The leagues have done almost all they can to keep players comfortable. No one is going to equate living in a nice hotel featuring as many entertainment distractions as possible with what millions of regular workers go through. This isn’t a military tour of duty or a stretch out on a fishing boat or an oil rig. It’s not even lengthy business travel for project managers or salespeople or anyone else. This is pro hockey and pro basketball. Millions are earned. Fame is generated.

It doesn’t mean it’s easy.

Nearly everyone who has had to work away from their family, particularly one with young children, let alone a newborn, understands the struggle. Two weeks can feel like two years. The prospect of two months, and without the ability to even leave the bubble and find additional normalities in life, well, it clearly can be too much.

Rask certainly isn’t the only NHL or NBA player who has considered leaving the bubble, even if a championship is a possibility. Whether others follow over roughly the next two months of competition is the question.

If you are a team in either league, you might want to double your efforts at working with players to ease the situation. If Boston can lose its starting goaltender, then anyone can lose anything.

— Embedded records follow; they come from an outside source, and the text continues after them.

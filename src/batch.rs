use crate::codec::{Codec, ImageCodec};
use crate::config::ShrinkConfig;
use crate::constants::{PROGRESS_BAR_CHARS, PROGRESS_BAR_TEMPLATE, SKIP_PREFIX, SUCCESS_PREFIX};
use crate::error::{Result, ShrinkError};
use crate::formats::{is_supported_source, OutputFormat};
use crate::resize::Dimensions;
use crate::search::compress_to_target;
use crate::utils::{calculate_compression_ratio, format_file_size};
use crate::{error, info, warn};
use indicatif::{ProgressBar, ProgressStyle};
use std::fs;
use std::io::Write;
use std::path::{Path, PathBuf};
use std::time::{Duration, Instant};
use tempfile::NamedTempFile;
use walkdir::WalkDir;

#[derive(Debug, Clone, PartialEq, Eq)]
pub enum FileOutcome {
    Compressed {
        attempts: u32,
        met_target: bool,
        final_quality: u8,
        format: OutputFormat,
    },
    /// Dry run: the file would have been compressed
    Planned { format: OutputFormat },
    Skipped,
    Failed(String),
}

#[derive(Debug, Clone, PartialEq, Eq)]
pub struct FileReport {
    pub path: PathBuf,
    pub output_path: Option<PathBuf>,
    pub original_size: u64,
    /// Equal to `original_size` for skipped and failed files
    pub new_size: u64,
    /// Zero when the header could not be read
    pub dimensions: Dimensions,
    pub outcome: FileOutcome,
}

#[derive(Debug, Clone, Default)]
pub struct BatchSummary {
    pub reports: Vec<FileReport>,
    pub processed: usize,
    pub skipped: usize,
    pub failed: usize,
    /// Files whose size could not be read; not part of `reports`
    pub unreadable: usize,
    pub target_unmet: usize,
    pub elapsed: Duration,
}

impl BatchSummary {
    fn record(&mut self, report: FileReport) {
        match &report.outcome {
            FileOutcome::Compressed { met_target, .. } => {
                self.processed += 1;
                if !met_target {
                    self.target_unmet += 1;
                }
            }
            FileOutcome::Planned { .. } => self.processed += 1,
            FileOutcome::Skipped => self.skipped += 1,
            FileOutcome::Failed(_) => self.failed += 1,
        }
        self.reports.push(report);
    }

    /// Folds one `process_file` result in; an error only bumps `unreadable`
    fn absorb(&mut self, result: Result<FileReport>) {
        match result {
            Ok(report) => self.record(report),
            Err(_) => self.unreadable += 1,
        }
    }

    pub fn total_before(&self) -> u64 {
        self.reports.iter().map(|r| r.original_size).sum()
    }

    pub fn total_after(&self) -> u64 {
        self.reports.iter().map(|r| r.new_size).sum()
    }

    pub fn compression_ratio(&self) -> f64 {
        calculate_compression_ratio(self.total_before(), self.total_after())
    }
}

/// Lists candidate images under `dir`, sorted by path.
///
/// Hidden entries are skipped; only extensions on the source allow-list are
/// returned.
pub fn collect_image_files(dir: &Path, recursive: bool) -> Result<Vec<PathBuf>> {
    if !dir.is_dir() {
        return Err(ShrinkError::FileNotFound(dir.to_path_buf()));
    }

    let walker = if recursive {
        WalkDir::new(dir)
    } else {
        WalkDir::new(dir).max_depth(1)
    };

    let mut image_files = Vec::new();
    for entry in walker
        .sort_by_file_name()
        .into_iter()
        .filter_entry(|e| e.depth() == 0 || !e.file_name().to_string_lossy().starts_with('.'))
    {
        let entry = entry?;
        let path = entry.path();
        if entry.file_type().is_file() && is_supported_source(path) {
            image_files.push(path.to_path_buf());
        }
    }

    Ok(image_files)
}

/// Same path when the format is unchanged, otherwise the extension is swapped
pub fn output_path_for(source: &Path, format: OutputFormat) -> PathBuf {
    if OutputFormat::from_path(source) == Some(format) {
        source.to_path_buf()
    } else {
        source.with_extension(format.extension())
    }
}

/// Writes `bytes` to `output` and removes `source` when the paths differ.
///
/// The data goes to a temp file in the target directory, is synced, and is
/// then renamed over `output`. The source is only removed after the rename.
pub fn persist_output(source: &Path, output: &Path, bytes: &[u8]) -> Result<()> {
    let converting = source != output;
    if converting && output.exists() {
        return Err(ShrinkError::OutputExists(output.to_path_buf()));
    }

    let parent = output
        .parent()
        .filter(|p| !p.as_os_str().is_empty())
        .unwrap_or_else(|| Path::new("."));
    let mut temp = NamedTempFile::new_in(parent)?;
    temp.write_all(bytes)?;
    temp.as_file().sync_all()?;
    if let Ok(metadata) = fs::metadata(source) {
        fs::set_permissions(temp.path(), metadata.permissions())?;
    }
    temp.persist(output).map_err(|e| ShrinkError::Io(e.error))?;

    if converting {
        fs::remove_file(source)?;
    }
    Ok(())
}

/// Handles one file end to end.
///
/// Only an unreadable file size is returned as an error; every other
/// failure is folded into a `FileOutcome::Failed` report.
pub fn process_file<C: Codec>(
    codec: &C,
    config: &ShrinkConfig,
    path: &Path,
) -> Result<FileReport> {
    let original_size = fs::metadata(path)
        .map(|m| m.len())
        .map_err(|source| ShrinkError::FileSizeRead {
            path: path.to_path_buf(),
            source,
        })?;

    let dimensions = match codec.read_dimensions(path) {
        Ok(dimensions) => dimensions,
        Err(e) => {
            warn!("{}", e);
            Dimensions::default()
        }
    };

    let mut report = FileReport {
        path: path.to_path_buf(),
        output_path: None,
        original_size,
        new_size: original_size,
        dimensions,
        outcome: FileOutcome::Skipped,
    };

    if config.should_skip(path, original_size) {
        return Ok(report);
    }

    let request = config.request_for(path, original_size);
    let output_path = output_path_for(path, request.target_format);

    if config.dry_run {
        report.output_path = Some(output_path);
        report.outcome = FileOutcome::Planned {
            format: request.target_format,
        };
        return Ok(report);
    }

    let outcome = compress_to_target(codec, &request).and_then(|result| {
        persist_output(path, &output_path, &result.bytes)?;
        Ok(result)
    });

    match outcome {
        Ok(result) => {
            report.output_path = Some(output_path);
            report.new_size = result.size;
            report.outcome = FileOutcome::Compressed {
                attempts: result.attempts,
                met_target: result.met_target,
                final_quality: result.final_quality,
                format: result.format,
            };
        }
        Err(e) => report.outcome = FileOutcome::Failed(e.to_string()),
    }

    Ok(report)
}

/// Runs the whole batch sequentially with the given codec
pub fn run_batch<C: Codec>(codec: &C, config: &ShrinkConfig) -> Result<BatchSummary> {
    let start_time = Instant::now();
    let image_files = collect_image_files(&config.input_dir, config.recursive)?;
    let mut summary = BatchSummary::default();

    if image_files.is_empty() {
        warn!("No image files found in {:?}", config.input_dir);
        return Ok(summary);
    }

    info!(
        "📊 Found {} image files, target {} each",
        image_files.len(),
        format_file_size(config.target_size)
    );

    let progress = if crate::logger::is_quiet() {
        ProgressBar::hidden()
    } else {
        ProgressBar::new(image_files.len() as u64)
    };
    if let Ok(style) = ProgressStyle::default_bar().template(PROGRESS_BAR_TEMPLATE) {
        progress.set_style(style.progress_chars(PROGRESS_BAR_CHARS));
    }

    for path in &image_files {
        progress.set_message(display_name(path));

        let result = process_file(codec, config, path);
        progress.suspend(|| match &result {
            Ok(report) => log_report(report, config.target_size),
            Err(e) => warn!("Skipping unreadable file: {}", e),
        });
        summary.absorb(result);
        progress.inc(1);
    }

    progress.finish_and_clear();
    summary.elapsed = start_time.elapsed();
    Ok(summary)
}

/// Runs the batch with the `image`/`oxipng` codec
pub fn batch_compress_images(config: &ShrinkConfig) -> Result<BatchSummary> {
    info!("🚀 Shrinking images in {:?}", config.input_dir);
    if config.dry_run {
        info!("📝 Dry run: nothing will be written");
    }
    run_batch(&ImageCodec::new(), config)
}

fn display_name(path: &Path) -> String {
    path.file_name()
        .map(|n| n.to_string_lossy().into_owned())
        .unwrap_or_else(|| path.display().to_string())
}

fn log_report(report: &FileReport, target_size: u64) {
    let name = display_name(&report.path);
    match &report.outcome {
        FileOutcome::Compressed {
            attempts,
            met_target,
            final_quality,
            format,
        } => {
            let renamed = report
                .output_path
                .as_deref()
                .filter(|p| *p != report.path)
                .map(|p| format!(" -> {}", display_name(p)))
                .unwrap_or_default();
            info!(
                "{} {}{}: {} -> {} ({:.1}%, {} q{}, {} attempt{})",
                SUCCESS_PREFIX,
                name,
                renamed,
                format_file_size(report.original_size),
                format_file_size(report.new_size),
                calculate_compression_ratio(report.original_size, report.new_size),
                format,
                final_quality,
                attempts,
                if *attempts == 1 { "" } else { "s" }
            );
            if !met_target {
                warn!(
                    "{} is still {} over the {} target after {} attempts",
                    name,
                    format_file_size(report.new_size.saturating_sub(target_size)),
                    format_file_size(target_size),
                    attempts
                );
            }
        }
        FileOutcome::Planned { format } => {
            info!(
                "📝 {}: {} ({}) would be shrunk as {}",
                name,
                format_file_size(report.original_size),
                report.dimensions,
                format
            );
        }
        FileOutcome::Skipped => {
            info!(
                "{} {}: {} already under target",
                SKIP_PREFIX,
                name,
                format_file_size(report.original_size)
            );
        }
        FileOutcome::Failed(reason) => {
            error!("Failed to shrink {:?}: {}", report.path, reason);
        }
    }
}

Organizations, coaches, fans and teammates can be frustrated, but working is a choice. Rask didn’t have to opt in and always had the right to opt out.

Besides, a player who isn’t 100 percent bought in for a playoff run is probably not one you want to count on.

Rask is a terrific talent, but he complained about the lack of atmosphere during the games (“dull”) and said this felt more like “playing an exhibition game.” He hadn’t cost Boston any playoff games yet, but his .889 save percentage wasn’t up to par either.

Both leagues are allowing family visits into the bubble. Maybe that will help. Either way, this isn’t going to be easy, and with each successive day in an unnatural and controlled environment, no one really knows what to expect.

Trying to win a championship is already stressful enough. There is a reason every team employs sports psychologists. The mental performance has to be there. Players have to rise up without the intensity of crowds, without the normal rhythm of life, without their friends and families to offer that unconditional support after games.

No one knows how that will impact decisions big or small, but a star player just left a team with clear title aspirations. You rarely, if ever, see something like that.

It’s why these 2020 NBA and NHL championships may be the hardest to win of them all.